Showing posts with label Yammer. Show all posts

Wednesday, October 02, 2013

Panel of Business Experts Explores Role and Value of Big Data in Customer Analytics

Transcript of a BriefingsDirect podcast on how firms are using HP Vertica to gain more and faster insight from customer actions and interaction.

Listen to the podcast. Find it on iTunes. Download the transcript. Sponsor: HP

Dana Gardner: Hello, and welcome to the next edition of the HP Discover Performance Podcast Series. I'm Dana Gardner, Principal Analyst at Interarbor Solutions, your moderator for this ongoing discussion of IT innovation and how it’s making an impact on people’s lives.

Gardner
Once again, we’re focusing on how IT leaders are improving their business performance for better access, use and analysis of their data and information. This time we’re coming to you directly from the HP Vertica Big Data Conference in Boston.

Our next innovation case study panel discussion highlights how various organizations are developing the means to develop far better analytics about their customers. To learn more about how high performing and cost-effective big data processing enables a steep learning curve from customers on their wants and preferences, please join me now in welcoming our guests, Rob Winters, the Director of Reporting and Analytics at Spil Games based in Amsterdam. Welcome, Rob.

Rob Winters: How is it going?

Gardner: It’s going great. We're also here with Davide Conforti, Business Intelligence Director at Jobrapido, based in Milan. Welcome, Davide.

Davide Conforti: Thank you, guys. Welcome.

Gardner: And we are also here with Pete Fishman, Director of Analytics at Yammer, based in San Francisco. Welcome. [Disclosure: HP is a sponsor of BriefingsDirect podcasts.]

Pete Fishman: Thanks, Dana.

Gardner: Businesses have been analyzing customers for a long time. This isn’t something new -- needing to know a lot about your customer. What’s different now about truly getting to know your customer? Let’s start with you, Pete.

Fishman
Fishman: I work in the software industry, and our data now on the customers is all living in a central place. We're a cloud software service, and the data is big. By aggregating across companies that are using your software, you can get really significant sample sizes and real inference, both from an economic sense, in terms of measuring the lift, but actually because the sample sizes are big, you can get statistical inference.

That’s the starting point for making analytics valuable and learning about your customers.

Gardner: Rob, what’s different now, in terms of being able to get information, than 10 years ago?

Different problems

Winters: For me, the problem space is extremely different from what I was dealing with a couple of years back.

I was in telecom before this. There, you're dealing with 25 million people, and if you rescore them once a month, that’s fast enough. On a web scale problem, I'm dealing with 200 million customers and I have to rescore them within 10 or 15 minutes.
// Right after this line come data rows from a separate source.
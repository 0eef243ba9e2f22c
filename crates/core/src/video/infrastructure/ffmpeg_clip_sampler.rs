use std::path::Path;

use crate::shared::frame::Frame;
use crate::shared::time_span::TimeSpan;
use crate::video::domain::clip_sampler::{ClipFrame, ClipSampler, PacedFrames};
use crate::video::domain::decode_error::DecodeError;

use super::ffmpeg_support::{extract_rgb_pixels, open_input, seek_to, stream_origin, to_seconds};

/// Decodes one window of a video via ffmpeg-next, converting the kept frames
/// to RGB24.
///
/// Seeks to the keyframe before the span start and decodes forward until the
/// first frame past the span end. Only the frame awaiting its delay is held.
pub struct FfmpegClipSampler;

impl ClipSampler for FfmpegClipSampler {
    fn sample(
        &self,
        path: &Path,
        span: TimeSpan,
        fps: u32,
        sink: &mut dyn FnMut(ClipFrame) -> bool,
    ) -> Result<usize, DecodeError> {
        let mut ictx = open_input(path)?;

        let stream = ictx
            .streams()
            .best(ffmpeg_next::media::Type::Video)
            .ok_or_else(|| DecodeError::NoVideoStream(path.to_path_buf()))?;
        let stream_index = stream.index();
        let time_base = stream.time_base();
        let origin = stream_origin(&stream);

        let codec_ctx = ffmpeg_next::codec::context::Context::from_parameters(stream.parameters())
            .map_err(DecodeError::stream)?;
        let mut decoder = codec_ctx.decoder().video().map_err(DecodeError::stream)?;

        let width = decoder.width();
        let height = decoder.height();
        let mut scaler = ffmpeg_next::software::scaling::Context::get(
            decoder.format(),
            width,
            height,
            ffmpeg_next::format::Pixel::RGB24,
            width,
            height,
            ffmpeg_next::software::scaling::Flags::BILINEAR,
        )
        .map_err(DecodeError::stream)?;

        seek_to(&mut ictx, span.start);

        let mut frames = PacedFrames::new(span, fps, sink);
        let mut decoded = ffmpeg_next::util::frame::video::Video::empty();
        let mut rgb_frame = ffmpeg_next::util::frame::video::Video::empty();

        // Returns true once decoding can stop.
        let mut keep = |decoded: &ffmpeg_next::util::frame::video::Video,
                        rgb_frame: &mut ffmpeg_next::util::frame::video::Video,
                        frames: &mut PacedFrames<'_>|
         -> Result<bool, DecodeError> {
            let Some(ts) = decoded.timestamp().or_else(|| decoded.pts()) else {
                return Ok(false);
            };
            let time = to_seconds(ts, time_base, origin);
            if frames.is_done(time) {
                return Ok(true);
            }
            if let Some(slot) = frames.accept(time) {
                scaler.run(decoded, rgb_frame).map_err(DecodeError::stream)?;
                let pixels = extract_rgb_pixels(rgb_frame, width, height);
                frames.push(Frame::new(pixels, width, height, time), slot);
            }
            Ok(frames.is_stopped())
        };

        let mut done = false;
        for (stream, packet) in ictx.packets() {
            if stream.index() != stream_index {
                continue;
            }
            decoder.send_packet(&packet).map_err(DecodeError::stream)?;
            while decoder.receive_frame(&mut decoded).is_ok() {
                if keep(&decoded, &mut rgb_frame, &mut frames)? {
                    done = true;
                    break;
                }
            }
            if done {
                break;
            }
        }

        if !done {
            decoder.send_eof().map_err(DecodeError::stream)?;
            while decoder.receive_frame(&mut decoded).is_ok() {
                if keep(&decoded, &mut rgb_frame, &mut frames)? {
                    break;
                }
            }
        }

        let total_slots = frames.pacer().total_slots();
        let delivered = frames.finish();
        log::debug!(
            "sampled {} of {} slots from {} in [{:.2}, {:.2})",
            delivered,
            total_slots,
            path.display(),
            span.start,
            span.end
        );
        Ok(delivered)
    }
}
So you're capturing significantly more data. We're looking at billions of records per day coming into our systems. We have to use it as fast as possible, because with the customer experience online, minutes matter.

Gardner: Is this a familiar story to you Davide? How are things different for you in terms of getting to know your customers?

Conforti
Conforti: It’s absolutely the same story. We have about 40 million unique visitors per month now. We've grown by double-digits since our start as a startup in 2006. Now, everything is about user interaction, how our users behave on-site, and how we can engage them more on-site and provide them a tremendous ad-hoc user experiences.

Gardner: So it's not just getting to know your customers. It's following your customers. It’s their actions that you can capture. I suppose that's pretty interesting and new, but let’s start with Spil Games. Tell us about your organization. How did you get such a big audience?

Winters: We've been around for about nine years. We started out as just a Dutch company and then we've acquired other local domain names in a variety of languages. At this point, we have about 50 different platforms, running in about 20 different languages. So we support customers from all over the world. In a given month, we have over 200 countries with traffic onto our sites.

Winters
For us, growth was initially about just getting that organic traffic. Up until a few years ago, if you had a good domain name, you were competing based off of where you ranked in search. Now, the entire business is changing, and you're competing based off that customer experience that you can deliver.

Gardner: Tell us what kind of games, and who are they targeted at?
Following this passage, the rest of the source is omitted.